その後、どうしようもないことに母はその時の男性とも離婚し、3人目の旦那さんと結婚し、その方の最期を看取りました。
これでわたしは自由の身だ!などと嘯いていましたが、それから2ヶ月も経たずに自身も脳梗塞で倒れて生死の縁を彷徨った末、今は施設にいます。
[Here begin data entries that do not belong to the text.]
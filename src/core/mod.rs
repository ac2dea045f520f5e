//! # Spatial Navigation Core
//!
//! Directional focus navigation for a page this crate does not own.
//! It knows nothing about any specific host or UI technology.
//!
//! ```text
//!                    ┌─────────────────────────┐
//!                    │         CORE            │
//!                    │  (this module)          │
//!                    │                         │
//!                    │  • geometry (filter)    │
//!                    │  • registry (live set)  │
//!                    │  • selector (direction) │
//!                    │  • focus (state)        │
//!                    │  • input (key map)      │
//!                    └───────────┬─────────────┘
//!                                │ Host trait
//!            ┌───────────────────┼───────────────────┐
//!            ▼                   ▼                   ▼
//!     ┌────────────┐      ┌────────────┐      ┌────────────┐
//!     │  In-memory │      │  Browser   │      │   Tests    │
//!     │   Page     │      │  binding   │      │  TestHost  │
//!     │  (page/)   │      │  (future)  │      │            │
//!     └────────────┘      └────────────┘      └────────────┘
//! ```
//!
//! ## Modules
//!
//! - [`geometry`]: `Rect`, `NavigableElement` and the eligibility filter
//! - [`registry`]: decoration, overlay provisioning, snapshots
//! - [`selector`]: `Direction` and the directional pick
//! - [`focus`]: `FocusState` and its transitions
//! - [`input`]: raw key → `Command`
//! - [`engine`]: ties the above to one host
//! - [`bootstrap`]: readiness polling and first focus
//! - [`config`]: layered settings

pub mod bootstrap;
pub mod config;
pub mod engine;
pub mod focus;
pub mod geometry;
pub mod host;
pub mod input;
pub mod registry;
pub mod selector;

pub use engine::{Engine, EngineOptions};
pub use focus::{FocusState, MoveOutcome};
pub use geometry::{NavigableElement, Rect};
pub use host::Host;
pub use input::{Command, KeyEvent, KeyMap, KeyOutcome};
pub use selector::Direction;
//! # Input Dispatcher
//!
//! Translates raw key identifiers into engine commands.
//!
//! Keys are named the way browsers name them in `KeyboardEvent.key`
//! (`"ArrowLeft"`, `"Enter"`, `" "`, ...), plus the legacy and remote-control
//! aliases TV platforms emit. Repeat events are dropped before lookup: one
//! physical press is one command, however long the key is held.

use std::collections::HashMap;

use crate::core::selector::Direction;

/// What a recognized key asks for.
#[derive(Debug, Clone, Copy, PartialEq, Eq, Hash)]
pub enum Command {
    Move(Direction),
    Activate,
    Back,
    Refresh,
}

/// A raw key-down as delivered by the host.
#[derive(Debug, Clone, PartialEq, Eq)]
pub struct KeyEvent {
    pub key: String,
    pub repeat: bool,
}

impl KeyEvent {
    pub fn press(key: impl Into<String>) -> Self {
        Self {
            key: key.into(),
            repeat: false,
        }
    }

    pub fn repeat(key: impl Into<String>) -> Self {
        Self {
            key: key.into(),
            repeat: true,
        }
    }
}

/// Result of offering a key to the dispatcher.
#[derive(Debug, Clone, Copy, PartialEq, Eq)]
pub enum KeyOutcome {
    /// Not ours (or a repeat); let the host handle it normally.
    Ignored,
    Handled {
        command: Command,
        prevent_default: bool,
    },
}

/// Lookup table from key identifier to command.
#[derive(Debug, Clone)]
pub struct KeyMap {
    bindings: HashMap<String, Command>,
}

impl Default for KeyMap {
    fn default() -> Self {
        let mut map = Self {
            bindings: HashMap::new(),
        };
        map.bind_all(["ArrowLeft", "Left"], Command::Move(Direction::Left));
        map.bind_all(["ArrowRight", "Right"], Command::Move(Direction::Right));
        map.bind_all(["ArrowUp", "Up"], Command::Move(Direction::Up));
        map.bind_all(["ArrowDown", "Down"], Command::Move(Direction::Down));
        map.bind_all(["Enter", "OK", " "], Command::Activate);
        // F1 is the red button on most remotes
        map.bind_all(["Backspace", "Escape", "Back", "F1"], Command::Back);
        map.bind_all(["F5"], Command::Refresh);
        map
    }
}

impl KeyMap {
    pub fn bind(&mut self, key: impl Into<String>, command: Command) {
        self.bindings.insert(key.into(), command);
    }

    pub fn bind_all<I, S>(&mut self, keys: I, command: Command)
    where
        I: IntoIterator<Item = S>,
        S: Into<String>,
    {
        for key in keys {
            self.bind(key, command);
        }
    }

    pub fn lookup(&self, key: &str) -> Option<Command> {
        self.bindings.get(key).copied()
    }

    /// Offers `event` to the map. Repeats and unknown keys are ignored.
    pub fn dispatch(&self, event: &KeyEvent) -> KeyOutcome {
        if event.repeat {
            return KeyOutcome::Ignored;
        }
        match self.lookup(&event.key) {
            // every bound key is fully ours, including the reload key so the
            // host does not reload a second time
            Some(command) => KeyOutcome::Handled {
                command,
                prevent_default: true,
            },
            None => KeyOutcome::Ignored,
        }
    }
}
あれだけエネルギッシュに色恋に生き、散財を尽くしてきた母でしたが、今は軽い痴呆にかかり、何か欲しいものはない?と尋ねても、食べたいものもない、欲しいものもない、会いたい人もいなーい、などと言う始末。
昨日のことを覚えているのも少しずつ難しくなりました。

そのうち、都合の悪かったことも全て忘れてしまうのでしょう。
もしかすると、あれだけのことをしてきた母の余生にしては、充分に幸せと言えるのかも知れません。

先日、母を遠方の病院に連れて行くことがありました。
母は突然、わたしが生まれた時の話をし、あの時はねえ、お父さんは肩をさすってくれたりして、本当に優しかったんだよ、と言い出しました。

わたしは、不思議でした。
確かに父は母のことが大好きだったけれど、それでもかなり昭和の暴力親父的な側面もあり、母も殴られたことは一度や二度ではないはずです。
現に、父の元から逃げる前は恨み言しか言いませんでした。

それなのに。
優しかった、とな?

ずいぶん素敵な思い出だけ覚えてるのねぇ、と、わたしは母に言いました。
すると母は、こう言ったのです。

もうね、いいことしか、覚えてないの。

涙が出そうになりながら見上げた秋の空は澄み切って、爽やかな風が吹いていました。
あの空の向こうにいる父にも、母の言葉は届いたでしょうか。

あの時の父の怒りも、向こうへ行ったら鎮まっていることを祈ってやみません。

それでは、このたびはこの辺で。